Predictors of eGFR (serum creatinine-cystatin C CKD-EPI) adjusted for age, sex, and randomization group (stent plus medical therapy versus medical therapy only) and covariates selected stepwise in the models were determined by GEE (Figure 2). Covariates retained in the eGFR model are shown as estimates with 95% confidence intervals (95% CIs) for change over mean follow-up of 1.84 years: age (per decade, −2.99; 95% CI, −4.03 to −1.95; P=0.001), men (2.89; 95% CI, 1.06 to 4.71; P=0.002), systolic BP (per 10 mmHg, −0.57; 95% CI, −0.96 to −0.19; P=0.003), total cholesterol (per 10 mg/dl, 0.31; 95% CI, 0.08 to 0.52; P<0.01), HDL cholesterol (per 10 mg/dl, 0.93; 95% CI, 0.25 to 1.61; P<0.01), log urine albumin-to-creatinine ratio (UACR; per SD, −2.03; 95% CI, −3.03 to −1.03; P<0.001), and diabetes (−2.01; 95% CI, −3.98 to −0.04; P=0.05). Stent treatment, bilateral ARAS, and baseline eGFR were not retained in the GEE models. Moreover, no significant interactions were detected to indicate differences in predictors of eGFR by subgroups, including CKD stage, albuminuria status, systolic BP level, use of antihypertensive agents, degree of stenosis, or prior CVD events (Supplemental Figure 3).
CKD Events
The CKD event outcomes (ESRD, ≥30% eGFR loss, and death caused by kidney disease) occurred in 19% (175 of 931) of the CORAL Trial participants. CKD events occurred among 18% (84 of 459) in the stent group and 19% (91 of 472) in the medical therapy only group (P=0.61; Kaplan–Meier survival plot) (Supplemental Figure 4). Numbers of individual events in stent and medical therapy only groups have been previously reported (10). To assess predictors of events, Cox proportional hazards models were applied with multiple variable analyses adjusted for age, sex, and randomization group with stepwise selection of covariates (Figure 3). Baseline covariates independently predicting CKD events are reported as hazard ratios (HRs) with 95% CIs over mean follow-up of 2.96 years: systolic BP (per 10 mmHg; HR, 1.09; 95% CI, 1.02 to 1.17; P=0.01), log UACR (per SD; HR, 1.57; 95% CI, 1.35 to 1.83; P<0.001), and HDL cholesterol (per 10 mg/dl; HR, 0.86; 95% CI, 0.75 to 0.99; P=0.03).
CVD Events
The CVD event outcomes (stroke, myocardial infarction, hospitalization for congestive heart failure, and death) occurred in 22% (207 of 931) of the CORAL Trial participants. CVD events occurred among 22% (103 of 459) in the stent group and 22% (104 of 472) in the medical therapy only group (P=0.90; Kaplan–Meier survival plot) (Supplemental Figure 5).

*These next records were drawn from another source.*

//! Merging catalog defaults with caller overrides.

use serde::{Deserialize, Serialize};
use std::collections::BTreeMap;
use tracing::debug;

use super::parameter::{ParameterSet, ParameterSpec};
use crate::error::{Result, SasFitError};

/// A partial parameter specification supplied by a caller.
///
/// Every field is optional; omitted fields inherit the default. `description` is
/// accepted for compatibility with clients that echo catalog output back, and is
/// discarded.
#[derive(Debug, Clone, Default, PartialEq, Serialize, Deserialize)]
#[serde(deny_unknown_fields)]
pub struct ParameterOverride {
    #[serde(default, skip_serializing_if = "Option::is_none")]
    pub value: Option<f64>,
    #[serde(default, skip_serializing_if = "Option::is_none")]
    pub min: Option<f64>,
    #[serde(default, skip_serializing_if = "Option::is_none")]
    pub max: Option<f64>,
    #[serde(default, skip_serializing_if = "Option::is_none")]
    pub vary: Option<bool>,
    #[serde(default, skip_serializing_if = "Option::is_none")]
    pub unit: Option<String>,
    #[serde(default, skip_serializing)]
    pub description: Option<String>,
}

impl ParameterOverride {
    pub fn value(value: f64) -> Self {
        Self {
            value: Some(value),
            ..Self::default()
        }
    }

    pub fn fitted(value: f64, min: f64, max: f64) -> Self {
        Self {
            value: Some(value),
            min: Some(min),
            max: Some(max),
            vary: Some(true),
            ..Self::default()
        }
    }

    /// Fill the fields this override leaves unset from `base`.
    pub fn or(&self, base: &ParameterOverride) -> ParameterOverride {
        ParameterOverride {
            value: self.value.or(base.value),
            min: self.min.or(base.min),
            max: self.max.or(base.max),
            vary: self.vary.or(base.vary),
            unit: self.unit.clone().or_else(|| base.unit.clone()),
            description: None,
        }
    }

    fn apply_to(&self, spec: &mut ParameterSpec) {
        if let Some(value) = self.value {
            spec.value = value;
        }
        if let Some(min) = self.min {
            spec.min = min;
        }
        if let Some(max) = self.max {
            spec.max = max;
        }
        if let Some(vary) = self.vary {
            spec.vary = vary;
        }
        if let Some(unit) = &self.unit {
            spec.unit = unit.clone();
        }
    }
}

/// Overrides keyed by parameter name.
pub type Overrides = BTreeMap<String, ParameterOverride>;

/// Merge `defaults` with `overrides` into a validated parameter set.
///
/// Unknown override keys are reported before any merging happens. The result keeps
/// the order of `defaults`; with no overrides it equals `defaults` exactly.
///
/// # Arguments
///
/// * `model` - Model name, used in error messages
/// * `defaults` - The model's default parameter specs
/// * `overrides` - Partial overrides keyed by parameter name
///
/// # Returns
///
/// The merged parameter set, or `UnknownParameter`, `OutOfBounds` or `InvalidBounds`
pub fn resolve(
    model: &str,
    defaults: &ParameterSet,
    overrides: &Overrides,
) -> Result<ParameterSet> {
    if let Some(unknown) = overrides.keys().find(|name| !defaults.contains(name)) {
        return Err(SasFitError::UnknownParameter {
            model: model.to_string(),
            name: unknown.clone(),
        });
    }

    let mut resolved = defaults.clone();
    for (name, entry) in overrides {
        if entry.description.is_some() {
            debug!(model, parameter = %name, "discarding override description");
        }
        if let Some(spec) = resolved.get_mut(name) {
            entry.apply_to(spec);
        }
    }

    resolved.validate()?;
    debug!(
        model,
        overridden = overrides.len(),
        varying = resolved.varying_count(),
        "resolved parameters"
    );
    Ok(resolved)
}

Numbers of individual events in stent and medical therapy only groups have been previously reported (10). To assess predictors of events, Cox proportional hazards models were applied with multiple variable analyses adjusted for age, sex, and randomization group with stepwise selection of covariates (Figure 3). Baseline covariates independently predicting CVD events are reported as HRs with 95% CIs over mean follow-up of 3.12 years: age (per decade; HR, 1.37; 95% CI, 1.15 to 1.64; P<0.001), baseline log UACR (per SD; HR, 1.51; 95% CI, 1.32 to 1.73; P<0.001), history of a prior CVD event (HR, 2.20; 95% CI, 1.62 to 2.98; P<0.001), and baseline total cholesterol (per 10 mg/dl; HR, 1.04; 95% CI, 1.00 to 1.07; P=0.03). Bilateral ARAS associated with CVD events in univariate analyses (HR, 1.58; 95% CI, 1.12 to 2.22; P<0.01). Data on bilateral ARAS had missing records, such that inclusion of this variable in the Cox models substantially lowered the sample size (from n=817 to n=664). Therefore, two stepwise regressions, one with bilateral ARAS and one without it, were conducted in sensitivity analyses. When included in the modeling, bilateral ARAS was retained as a predictor (HR, 1.47; 95% CI, 1.02 to 2.10; P=0.04). Otherwise, the same set of predictor variables resulted regardless of whether bilateral ARAS was included (Figure 4, Supplemental Table 1).
Discussion
In the CORAL Trial participants with ARAS, mean eGFR was slightly low at baseline and remained so after 3 years of follow-up. Stent treatment, when added to optimal medical therapy, neither mitigated nor worsened eGFR. Although more than one half of the participants had at least CKD stage 3 at study enrollment, eGFR over time was not predicted by baseline eGFR. Instead, eGFR predictors included other CKD risk factors, such as age, diabetes, sex, systolic BP, and albuminuria. Notably, more severe ARAS did not predict eGFR. Stent treatment did not modify eGFR or risks of clinical events associated with CKD.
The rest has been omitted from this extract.